• [About this exercise] Could you return every line of the material that contains the word "main"?

• [Entries provided]
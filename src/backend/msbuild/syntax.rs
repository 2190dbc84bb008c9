//! MSBuild escaping rules and a minimal XML document model.

use crate::backend::EmitError;
use crate::backend::render::{Dialect, Quoting, Renderer};
use crate::path::{PathVars, Root};
use crate::safe_str::{SafeStr, concat_all};

/// Where in a project file a value is written.
#[derive(Debug, Clone, Copy, PartialEq, Eq)]
pub enum Syntax {
    /// An item spec, property value or task parameter; never quoted.
    Item,
    /// Compiler or linker options, quoted the way the MSVC runtime splits
    /// its command line.
    Options,
    /// A command run by the `Exec` task through `cmd.exe`.
    Command,
}

/// MSBuild's escaping rules.
pub struct MsBuild;

fn needs_quotes(c: char) -> bool {
    c.is_whitespace() || matches!(c, '"' | '&' | '|' | '<' | '>' | '^' | '(' | ')')
}

/// Percent-encode the characters MSBuild treats specially.
#[must_use]
pub fn escape_msbuild(text: &str) -> String {
    let mut out = String::with_capacity(text.len());
    for c in text.chars() {
        match c {
            '%' => out.push_str("%25"),
            '$' => out.push_str("%24"),
            '@' => out.push_str("%40"),
            ';' => out.push_str("%3B"),
            '*' => out.push_str("%2A"),
            '?' => out.push_str("%3F"),
            '\'' => out.push_str("%27"),
            other => out.push(other),
        }
    }
    out
}

impl Dialect for MsBuild {
    type Syntax = Syntax;

    fn escape(text: &str, syntax: Syntax) -> String {
        match syntax {
            Syntax::Command => escape_msbuild(&text.replace('%', "%%")),
            Syntax::Item | Syntax::Options => escape_msbuild(text),
        }
    }

    fn is_shell(syntax: Syntax) -> bool {
        syntax != Syntax::Item
    }

    fn quote(text: &str) -> (String, bool) {
        let (escaped, needed) = Self::escape_quotes(text);
        if needed {
            (Self::wrap(&escaped), true)
        } else {
            (escaped, false)
        }
    }

    fn escape_quotes(text: &str) -> (String, bool) {
        if text.is_empty() {
            return (String::new(), true);
        }
        (text.replace('"', "\\\""), text.chars().any(needs_quotes))
    }

    fn wrap(text: &str) -> String {
        format!("\"{text}\"")
    }

    fn path(value: SafeStr) -> SafeStr {
        match value {
            SafeStr::Text(text) => SafeStr::Text(text.replace('/', "\\")),
            SafeStr::Concat(parts) => concat_all(parts.into_iter().map(Self::path)),
            other => other,
        }
    }
}

/// A renderer producing MSBuild text.
pub type Writer<'a> = Renderer<'a, MsBuild>;

/// How roots are spelled in a project file.
///
/// Generated files land in `$(OutDir)`, which every project points at the
/// solution directory.
#[must_use]
pub fn path_vars() -> PathVars {
    PathVars::new()
        .with_root(Root::SrcDir, SafeStr::literal("$(SourceDir)"))
        .with_root(Root::BuildDir, SafeStr::literal("$(OutDir)"))
}

/// Render `value` as a single string.
///
/// # Errors
///
/// Returns [`EmitError::IllegalNewline`] if text contains a newline.
pub fn textify(vars: &PathVars, value: &SafeStr, syntax: Syntax) -> Result<String, EmitError> {
    let mut out = Writer::new(vars);
    out.write(value, syntax, Quoting::Quote)?;
    Ok(out.finish())
}

/// Render `values` separated by `delim`.
///
/// # Errors
///
/// As for [`textify`].
pub fn textify_each(
    vars: &PathVars,
    values: &[SafeStr],
    syntax: Syntax,
    delim: &str,
) -> Result<String, EmitError> {
    let mut parts = Vec::with_capacity(values.len());
    for value in values {
        parts.push(textify(vars, value, syntax)?);
    }
    Ok(parts.join(delim))
}

fn escape_xml(text: &str) -> String {
    let mut out = String::with_capacity(text.len());
    for c in text.chars() {
        match c {
            '&' => out.push_str("&amp;"),
            '<' => out.push_str("&lt;"),
            '>' => out.push_str("&gt;"),
            '"' => out.push_str("&quot;"),
            '\n' => out.push_str("&#10;"),
            other => out.push(other),
        }
    }
    out
}

/// An XML element with attributes and either text or child elements.
#[derive(Debug, Clone, PartialEq, Eq)]
pub struct Element {
    name: String,
    attrs: Vec<(String, String)>,
    text: Option<String>,
    children: Vec<Element>,
}

impl Element {
    /// An empty element.
    #[must_use]
    pub fn new(name: impl Into<String>) -> Self {
        Self {
            name: name.into(),
            attrs: Vec::new(),
            text: None,
            children: Vec::new(),
        }
    }

    /// An element holding only `text`.
    #[must_use]
    pub fn text(name: impl Into<String>, text: impl Into<String>) -> Self {
        Self {
            text: Some(text.into()),
            ..Self::new(name)
        }
    }

    /// Add an attribute.
    #[must_use]
    pub fn attr(mut self, name: &str, value: impl Into<String>) -> Self {
        self.attrs.push((name.to_owned(), value.into()));
        self
    }

    /// Add a child element.
    #[must_use]
    pub fn child(mut self, child: Self) -> Self {
        self.children.push(child);
        self
    }

    /// Add a child element in place.
    pub fn push(&mut self, child: Self) {
        self.children.push(child);
    }

    /// Whether the element has neither text nor children.
    #[must_use]
    pub fn is_empty(&self) -> bool {
        self.text.is_none() && self.children.is_empty()
    }

    fn write(&self, out: &mut String, depth: usize) {
        let indent = "  ".repeat(depth);
        out.push_str(&indent);
        out.push('<');
        out.push_str(&self.name);
        for (name, value) in &self.attrs {
            out.push_str(&format!(" {name}=\"{}\"", escape_xml(value)));
        }
        match &self.text {
            Some(text) => {
                out.push_str(&format!(">{}</{}>\n", escape_xml(text), self.name));
            }
            None if self.children.is_empty() => out.push_str(" />\n"),
            None => {
                out.push_str(">\n");
                for child in &self.children {
                    child.write(out, depth + 1);
                }
                out.push_str(&format!("{indent}</{}>\n", self.name));
            }
        }
    }

    /// Serialise as a complete document with an XML declaration.
    #[must_use]
    pub fn document(&self) -> String {
        let mut out = String::from("<?xml version=\"1.0\" encoding=\"utf-8\"?>\n");
        self.write(&mut out, 0);
        out
    }
}

#[cfg(test)]
mod tests {
    use super::*;
    use crate::path::Path;
    use rstest::rstest;

    fn render(value: &SafeStr, syntax: Syntax) -> String {
        textify(&path_vars(), value, syntax).expect("render")
    }

    #[rstest]
    #[case(Syntax::Item, "50% $x;y", "50%25 %24x%3By")]
    #[case(Syntax::Options, "a b", "\"a b\"")]
    #[case(Syntax::Options, "say \"hi\"", "\"say \\\"hi\\\"\"")]
    #[case(Syntax::Options, "/DX=1", "/DX=1")]
    #[case(Syntax::Command, "100%", "100%25%25")]
    #[case(Syntax::Command, "a&b", "\"a&b\"")]
    fn text_escaping(#[case] syntax: Syntax, #[case] text: &str, #[case] expected: &str) {
        assert_eq!(render(&SafeStr::text(text), syntax), expected);
    }

    #[rstest]
    fn paths_use_backslashes() {
        let src = Path::new("sub/main.c", Root::SrcDir).expect("path");
        let out = Path::new("my prog.exe", Root::BuildDir).expect("path");
        assert_eq!(render(&SafeStr::from(&src), Syntax::Item), "$(SourceDir)\\sub\\main.c");
        assert_eq!(
            render(&SafeStr::from(&out), Syntax::Command),
            "\"$(OutDir)\\my prog.exe\""
        );
    }

    #[rstest]
    fn literals_pass_through() {
        assert_eq!(render(&SafeStr::literal("$(TargetPath)"), Syntax::Item), "$(TargetPath)");
    }

    #[rstest]
    fn elements_serialise_with_indentation() {
        let doc = Element::new("Project")
            .attr("DefaultTargets", "Build")
            .child(Element::text("Name", "a<b"))
            .child(Element::new("Import").attr("Project", "x\"y"));
        assert_eq!(
            doc.document(),
            "<?xml version=\"1.0\" encoding=\"utf-8\"?>\n\
             <Project DefaultTargets=\"Build\">\n\
             \x20 <Name>a&lt;b</Name>\n\
             \x20 <Import Project=\"x&quot;y\" />\n\
             </Project>\n"
        );
    }
}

• [Result below]
        let src = Path::new("sub/main.c", Root::SrcDir).expect("path");
        assert_eq!(render(&SafeStr::from(&src), Syntax::Item), "$(SourceDir)\\sub\\main.c");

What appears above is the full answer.